** PROBLEM STATEMENT **
Pull out of the data below the stretch of lines bounded by the one containing "policy, and registered" and the one containing "use crate::pipeline::registry::PluginRegistry;", both bounds included, unchanged.

** DATA SUPPLIED **
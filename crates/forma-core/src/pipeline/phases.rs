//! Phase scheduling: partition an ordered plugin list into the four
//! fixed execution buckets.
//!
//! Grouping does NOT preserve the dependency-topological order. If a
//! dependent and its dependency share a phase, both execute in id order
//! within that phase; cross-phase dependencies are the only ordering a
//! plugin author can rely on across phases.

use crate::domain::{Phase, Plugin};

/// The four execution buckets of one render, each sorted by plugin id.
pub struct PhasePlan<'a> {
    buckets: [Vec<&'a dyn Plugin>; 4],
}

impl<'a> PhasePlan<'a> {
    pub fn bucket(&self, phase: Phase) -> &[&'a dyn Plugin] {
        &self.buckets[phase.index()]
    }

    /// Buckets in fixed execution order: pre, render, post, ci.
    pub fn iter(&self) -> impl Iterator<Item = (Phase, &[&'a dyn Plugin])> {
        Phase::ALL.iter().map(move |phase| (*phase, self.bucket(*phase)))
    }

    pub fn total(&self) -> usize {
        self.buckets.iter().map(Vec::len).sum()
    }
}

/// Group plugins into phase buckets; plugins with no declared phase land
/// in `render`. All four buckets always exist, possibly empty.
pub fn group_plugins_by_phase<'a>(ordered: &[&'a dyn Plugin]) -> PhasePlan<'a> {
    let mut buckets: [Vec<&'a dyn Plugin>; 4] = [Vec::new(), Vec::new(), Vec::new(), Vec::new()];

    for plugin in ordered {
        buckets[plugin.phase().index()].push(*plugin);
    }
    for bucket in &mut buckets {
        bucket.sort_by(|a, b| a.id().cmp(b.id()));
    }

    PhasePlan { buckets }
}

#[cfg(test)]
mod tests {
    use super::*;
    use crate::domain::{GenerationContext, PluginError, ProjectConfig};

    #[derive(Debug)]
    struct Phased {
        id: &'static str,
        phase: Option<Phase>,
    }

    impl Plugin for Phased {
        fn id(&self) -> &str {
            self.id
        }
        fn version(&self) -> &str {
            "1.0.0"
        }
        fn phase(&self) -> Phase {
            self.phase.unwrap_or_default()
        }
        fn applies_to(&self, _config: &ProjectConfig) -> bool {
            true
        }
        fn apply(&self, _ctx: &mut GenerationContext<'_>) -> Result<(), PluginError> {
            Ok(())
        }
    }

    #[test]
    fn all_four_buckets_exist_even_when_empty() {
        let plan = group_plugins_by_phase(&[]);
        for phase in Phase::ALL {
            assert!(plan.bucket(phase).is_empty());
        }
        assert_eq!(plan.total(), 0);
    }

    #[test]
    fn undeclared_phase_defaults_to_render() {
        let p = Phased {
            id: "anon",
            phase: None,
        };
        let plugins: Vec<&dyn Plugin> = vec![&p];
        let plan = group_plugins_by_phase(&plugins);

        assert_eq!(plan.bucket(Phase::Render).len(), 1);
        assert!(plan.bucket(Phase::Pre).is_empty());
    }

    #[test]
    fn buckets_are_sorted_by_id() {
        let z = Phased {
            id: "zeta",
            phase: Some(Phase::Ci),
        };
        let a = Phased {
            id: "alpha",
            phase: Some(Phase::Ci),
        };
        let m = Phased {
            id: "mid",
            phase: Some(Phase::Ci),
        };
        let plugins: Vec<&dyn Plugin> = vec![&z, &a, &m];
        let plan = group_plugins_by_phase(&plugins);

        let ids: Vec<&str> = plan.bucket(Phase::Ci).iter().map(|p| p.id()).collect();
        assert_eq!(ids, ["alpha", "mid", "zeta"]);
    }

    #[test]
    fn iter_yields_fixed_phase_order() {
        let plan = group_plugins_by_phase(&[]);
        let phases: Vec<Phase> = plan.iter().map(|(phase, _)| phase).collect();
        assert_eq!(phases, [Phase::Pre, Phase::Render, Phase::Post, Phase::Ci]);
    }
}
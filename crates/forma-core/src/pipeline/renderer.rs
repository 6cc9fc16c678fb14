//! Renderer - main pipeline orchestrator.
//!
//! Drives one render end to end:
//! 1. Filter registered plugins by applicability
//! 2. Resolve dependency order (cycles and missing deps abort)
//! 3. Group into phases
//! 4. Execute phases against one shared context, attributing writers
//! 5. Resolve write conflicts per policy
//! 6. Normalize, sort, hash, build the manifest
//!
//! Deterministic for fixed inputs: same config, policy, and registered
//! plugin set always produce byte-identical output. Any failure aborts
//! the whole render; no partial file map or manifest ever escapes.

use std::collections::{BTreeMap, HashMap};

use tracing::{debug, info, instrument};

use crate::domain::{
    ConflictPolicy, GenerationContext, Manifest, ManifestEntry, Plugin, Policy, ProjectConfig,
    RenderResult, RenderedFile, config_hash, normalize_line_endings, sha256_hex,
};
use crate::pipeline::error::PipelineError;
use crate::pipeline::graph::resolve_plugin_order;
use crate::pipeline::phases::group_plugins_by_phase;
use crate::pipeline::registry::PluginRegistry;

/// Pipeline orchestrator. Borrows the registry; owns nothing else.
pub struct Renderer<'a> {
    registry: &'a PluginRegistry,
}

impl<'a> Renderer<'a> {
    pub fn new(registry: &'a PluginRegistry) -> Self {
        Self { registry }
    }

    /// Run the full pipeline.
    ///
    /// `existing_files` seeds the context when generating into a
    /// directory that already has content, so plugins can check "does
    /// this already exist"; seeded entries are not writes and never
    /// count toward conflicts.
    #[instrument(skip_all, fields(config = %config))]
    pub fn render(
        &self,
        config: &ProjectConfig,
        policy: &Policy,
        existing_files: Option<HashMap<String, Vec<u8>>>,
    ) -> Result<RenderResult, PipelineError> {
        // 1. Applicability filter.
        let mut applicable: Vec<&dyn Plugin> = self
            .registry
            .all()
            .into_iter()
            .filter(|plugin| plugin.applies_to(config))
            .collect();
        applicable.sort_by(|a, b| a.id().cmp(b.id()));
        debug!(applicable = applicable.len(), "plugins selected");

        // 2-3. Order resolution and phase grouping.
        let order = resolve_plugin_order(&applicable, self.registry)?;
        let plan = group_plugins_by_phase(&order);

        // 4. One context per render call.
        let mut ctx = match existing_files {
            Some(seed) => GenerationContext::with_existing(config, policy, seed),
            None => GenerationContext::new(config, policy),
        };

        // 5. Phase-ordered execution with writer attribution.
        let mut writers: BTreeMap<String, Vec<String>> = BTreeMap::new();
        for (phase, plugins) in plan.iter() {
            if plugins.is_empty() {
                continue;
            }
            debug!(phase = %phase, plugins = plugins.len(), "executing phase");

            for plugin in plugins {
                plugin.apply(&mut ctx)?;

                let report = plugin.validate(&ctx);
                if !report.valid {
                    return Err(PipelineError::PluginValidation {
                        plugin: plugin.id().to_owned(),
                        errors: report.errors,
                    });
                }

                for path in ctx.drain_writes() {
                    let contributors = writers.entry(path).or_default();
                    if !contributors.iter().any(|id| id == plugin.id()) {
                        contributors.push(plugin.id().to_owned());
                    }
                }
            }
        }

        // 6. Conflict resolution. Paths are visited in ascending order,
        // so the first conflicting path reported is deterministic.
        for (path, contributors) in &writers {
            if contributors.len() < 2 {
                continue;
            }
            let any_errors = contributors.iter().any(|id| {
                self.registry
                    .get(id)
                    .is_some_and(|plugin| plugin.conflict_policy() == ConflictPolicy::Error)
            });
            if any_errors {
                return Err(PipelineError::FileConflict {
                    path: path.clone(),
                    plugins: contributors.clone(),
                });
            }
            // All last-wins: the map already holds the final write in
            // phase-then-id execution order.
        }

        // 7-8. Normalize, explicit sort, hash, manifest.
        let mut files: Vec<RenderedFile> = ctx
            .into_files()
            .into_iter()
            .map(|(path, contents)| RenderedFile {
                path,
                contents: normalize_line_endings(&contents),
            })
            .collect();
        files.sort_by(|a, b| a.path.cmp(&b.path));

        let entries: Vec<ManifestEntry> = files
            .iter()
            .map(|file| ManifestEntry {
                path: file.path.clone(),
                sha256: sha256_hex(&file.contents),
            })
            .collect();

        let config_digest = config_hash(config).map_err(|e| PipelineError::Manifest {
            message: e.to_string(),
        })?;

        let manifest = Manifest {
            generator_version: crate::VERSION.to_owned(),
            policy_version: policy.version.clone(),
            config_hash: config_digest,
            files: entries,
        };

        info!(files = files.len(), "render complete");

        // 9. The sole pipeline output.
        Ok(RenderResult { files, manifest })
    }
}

** REPLY TO THE TASK **
//! Deterministic for fixed inputs: same config, policy, and registered
//! plugin set always produce byte-identical output. Any failure aborts
//! the whole render; no partial file map or manifest ever escapes.

use std::collections::{BTreeMap, HashMap};

use tracing::{debug, info, instrument};

use crate::domain::{
    ConflictPolicy, GenerationContext, Manifest, ManifestEntry, Plugin, Policy, ProjectConfig,
    RenderResult, RenderedFile, config_hash, normalize_line_endings, sha256_hex,
};
use crate::pipeline::error::PipelineError;
use crate::pipeline::graph::resolve_plugin_order;
use crate::pipeline::phases::group_plugins_by_phase;
use crate::pipeline::registry::PluginRegistry;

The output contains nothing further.